Ce faisant, on se planterait complètement nous dit Valérie Solanas. Il y a dans cette conception phallogocentrée « c'est-à-dire formaté[e] par la domination masculine (le « phallus ») et l'hégémonie occidentale d'une pensée supposée rationnelle (le « logos ») », quelque chose d'irrécupérable. « Il faut changer d'axe, absolument, redéfinir le monde à partir du féminin et de lui seul pour qu'il redevienne (ou devienne enfin) vivable. » Il faut inventer une communauté de soeurs, une sororité.

Valérie Solanas ? Cette femme lesbienne, schizophrène, criminelle qui, en juin 1968, a tiré sur trois hommes dont Andy Warhol, lequel en restera handicapé à vie. Cette femme qui a appelé dans son SCUM Manifesto à « exterminer tous les hommes » et, conséquemment, les femmes à rejoindre cette Society For Cutting Up Men « Société pour l'élimination des hommes » SCUM.

Bien. Avec une telle inspiratrice, va-t-on vraiment mettre en doute l'idéologie progressiste que j'ai rapidement dépeinte plus haut ? C'est du délire ! Embarquez-la, qu'on la sédate, qu'on l'oublie. Circulez, il n'y a rien à penser de cela.

Sauf que. Sauf que #metoo. Et des millions d'individus qui disent ensemble leur souffrance à se trouver dans un système qui les heurte, qui les violente, qui rend leur existence impossible. Sauf que, des luttes antiracistes aux combats féministes, dans une intersectionnalité toujours en construction, il émerge des mouvements qui échappent à l'ordonnancement idéal d'un monde où tout serait régi par des lois efficaces.

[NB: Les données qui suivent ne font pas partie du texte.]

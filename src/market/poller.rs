use crate::error::FetchError;
use crate::market::chart::merge_payload;
use crate::market::orderbook::reduce;
use crate::market::stockbit::QuoteSource;
use crate::market::types::{
    now_unix_ms, ChartRow, FetchStats, PollPhase, PollerConfig, QuoteSnapshot, TrackerEvent,
    TrackerId, TrackerSnapshot,
};
use parking_lot::Mutex;
use std::sync::Arc;
use tokio::sync::{broadcast, RwLock};
use tokio::task::JoinHandle;
use tokio::time::{Instant, MissedTickBehavior};
use tokio_util::sync::CancellationToken;
use tracing::{debug, info, warn};

/// Everything a polling task needs from its registry.
#[derive(Clone)]
pub struct PollerContext {
    pub source: Arc<dyn QuoteSource>,
    pub config: PollerConfig,
    pub events: broadcast::Sender<TrackerEvent>,
}

pub struct PollHandle {
    pub cancellation_token: CancellationToken,
    pub join_handle: JoinHandle<()>,
}

/// Owns the fetch lifecycle of one tracked instrument. At most one poll
/// loop is alive per instance: every restart cancels and joins the previous
/// loop before a new one is spawned.
pub struct InstrumentPoller {
    id: TrackerId,
    symbol: String,
    credential: String,
    context: PollerContext,
    status_store: Arc<RwLock<TrackerSnapshot>>,
    stats: Arc<Mutex<FetchStats>>,
    handle: Option<PollHandle>,
}

impl InstrumentPoller {
    pub fn new(id: TrackerId, credential: String, context: PollerContext) -> Self {
        Self {
            id,
            symbol: String::new(),
            credential,
            context,
            status_store: Arc::new(RwLock::new(TrackerSnapshot::idle(id))),
            stats: Arc::new(Mutex::new(FetchStats::default())),
            handle: None,
        }
    }

    pub fn id(&self) -> TrackerId {
        self.id
    }

    pub fn symbol(&self) -> &str {
        &self.symbol
    }

    pub fn is_active(&self) -> bool {
        self.handle.is_some()
    }

    pub async fn snapshot(&self) -> TrackerSnapshot {
        self.status_store.read().await.clone()
    }

    /// Selecting a symbol always restarts the cycle, even for the same symbol.
    pub async fn set_symbol(&mut self, symbol: String) {
        self.symbol = symbol;
        self.reconcile().await;
    }

    pub async fn set_credential(&mut self, credential: String) {
        self.credential = credential;
        self.reconcile().await;
    }

    pub async fn shutdown(mut self) {
        self.stop().await;
    }

    async fn reconcile(&mut self) {
        self.stop().await;

        if self.symbol.is_empty() || self.credential.is_empty() {
            self.publish_phase(PollPhase::Idle).await;
            return;
        }

        self.publish_phase(PollPhase::Active).await;
        self.start();
    }

    fn start(&mut self) {
        let cancellation_token = CancellationToken::new();
        let poll_loop = PollLoop {
            id: self.id,
            symbol: self.symbol.clone(),
            credential: self.credential.clone(),
            context: self.context.clone(),
            status_store: Arc::clone(&self.status_store),
            stats: Arc::clone(&self.stats),
            cancel_token: cancellation_token.clone(),
        };

        info!(tracker = %self.id, symbol = %self.symbol, "starting poll loop");
        let join_handle = tokio::spawn(run_poll_loop(poll_loop));
        self.handle = Some(PollHandle {
            cancellation_token,
            join_handle,
        });
    }

    async fn stop(&mut self) -> bool {
        let Some(handle) = self.handle.take() else {
            return false;
        };

        handle.cancellation_token.cancel();
        let _ = handle.join_handle.await;
        debug!(tracker = %self.id, "poll loop stopped");
        true
    }

    async fn publish_phase(&self, phase: PollPhase) {
        let snapshot = {
            let mut writable = self.status_store.write().await;
            writable.symbol = self.symbol.clone();
            writable.phase = phase;
            writable.quote.loading = false;
            writable.chart.loading = false;
            writable.stats = *self.stats.lock();
            writable.clone()
        };
        let _ = self.context.events.send(TrackerEvent::Updated(snapshot));
    }
}

struct PollLoop {
    id: TrackerId,
    symbol: String,
    credential: String,
    context: PollerContext,
    status_store: Arc<RwLock<TrackerSnapshot>>,
    stats: Arc<Mutex<FetchStats>>,
    cancel_token: CancellationToken,
}

impl PollLoop {
    /// Applies `update` to the status store unless this loop has been
    /// cancelled, in which case the result belongs to a superseded cycle.
    async fn publish<F>(&self, update: F) -> bool
    where
        F: FnOnce(&mut TrackerSnapshot),
    {
        let snapshot = {
            let mut writable = self.status_store.write().await;
            if self.cancel_token.is_cancelled() {
                return false;
            }
            update(&mut *writable);
            writable.stats = *self.stats.lock();
            writable.clone()
        };
        let _ = self.context.events.send(TrackerEvent::Updated(snapshot));
        true
    }
}

async fn run_poll_loop(poll: PollLoop) {
    let mut ticker = tokio::time::interval(poll.context.config.poll_interval);
    ticker.set_missed_tick_behavior(MissedTickBehavior::Skip);

    loop {
        tokio::select! {
            biased;
            _ = poll.cancel_token.cancelled() => break,
            _ = ticker.tick() => {}
        }

        // The next tick is only awaited once this cycle is done, so fetches
        // for one instrument never overlap.
        tokio::select! {
            biased;
            _ = poll.cancel_token.cancelled() => break,
            _ = poll_cycle(&poll) => {}
        }
    }

    debug!(tracker = %poll.id, symbol = %poll.symbol, "poll loop exited");
}

async fn poll_cycle(poll: &PollLoop) {
    let began = poll
        .publish(|status| {
            status.quote.begin();
            status.chart.begin();
        })
        .await;
    if !began {
        return;
    }

    let started_at = Instant::now();
    let (quote, chart) = tokio::join!(fetch_quote(poll), fetch_chart(poll));
    let round_trip_ms = started_at.elapsed().as_millis().min(u64::MAX as u128) as u64;
    poll.stats
        .lock()
        .record_cycle(round_trip_ms, quote.is_err() || chart.is_err());

    let now_ms = now_unix_ms();
    let quote_outcome = quote.map_err(|error| {
        warn!(tracker = %poll.id, symbol = %poll.symbol, %error, "order book fetch failed");
        format!("failed to fetch order book for {}: {error}", poll.symbol)
    });
    let chart_outcome = chart.map_err(|error| {
        warn!(tracker = %poll.id, symbol = %poll.symbol, %error, "chart fetch failed");
        format!("failed to fetch chart data for {}: {error}", poll.symbol)
    });

    poll.publish(move |status| {
        match quote_outcome {
            Ok(snapshot) => status.quote.succeed(snapshot, now_ms),
            Err(message) => status.quote.fail(message),
        }
        match chart_outcome {
            Ok(rows) => status.chart.succeed(rows, now_ms),
            Err(message) => status.chart.fail(message),
        }
    })
    .await;
}

async fn fetch_quote(poll: &PollLoop) -> Result<QuoteSnapshot, FetchError> {
    let payload = poll
        .context
        .source
        .fetch_order_book(&poll.symbol, &poll.credential)
        .await?;
    reduce(payload)
}

async fn fetch_chart(poll: &PollLoop) -> Result<Vec<ChartRow>, FetchError> {
    let payload = poll
        .context
        .source
        .fetch_chart_events(
            &poll.symbol,
            &poll.credential,
            poll.context.config.chart_interval_minutes,
        )
        .await?;
    merge_payload(payload)
}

Freud puis Lacan proposent (toutes mes excuses aux spécialistes, non seulement je résume à gros traits mais en plus avec des termes sans doute impropres car n'embarquant pas toute l'intertextualité psychanalytique qui les aura connotés) que ce qui se joue dans ces révoltes a à voir avec le plaisir qu'on éprouve à constater qu'on ne pourra jamais être tout-puissant et que chacun de nos actes s'inscrit dans cette tension entre un désir de jouir et une crainte d'en être foudroyé si on y accède, a à voir avec une concurrence par rapport aux autres qui y tendent aussi. La horde sauvage, son père assassiné et ses fils éternels rivaux dans la jouissance de leur culpabilité et de leur castration. Façon imaginaire libidinal pour Freud, symbolique langagière pour Lacan.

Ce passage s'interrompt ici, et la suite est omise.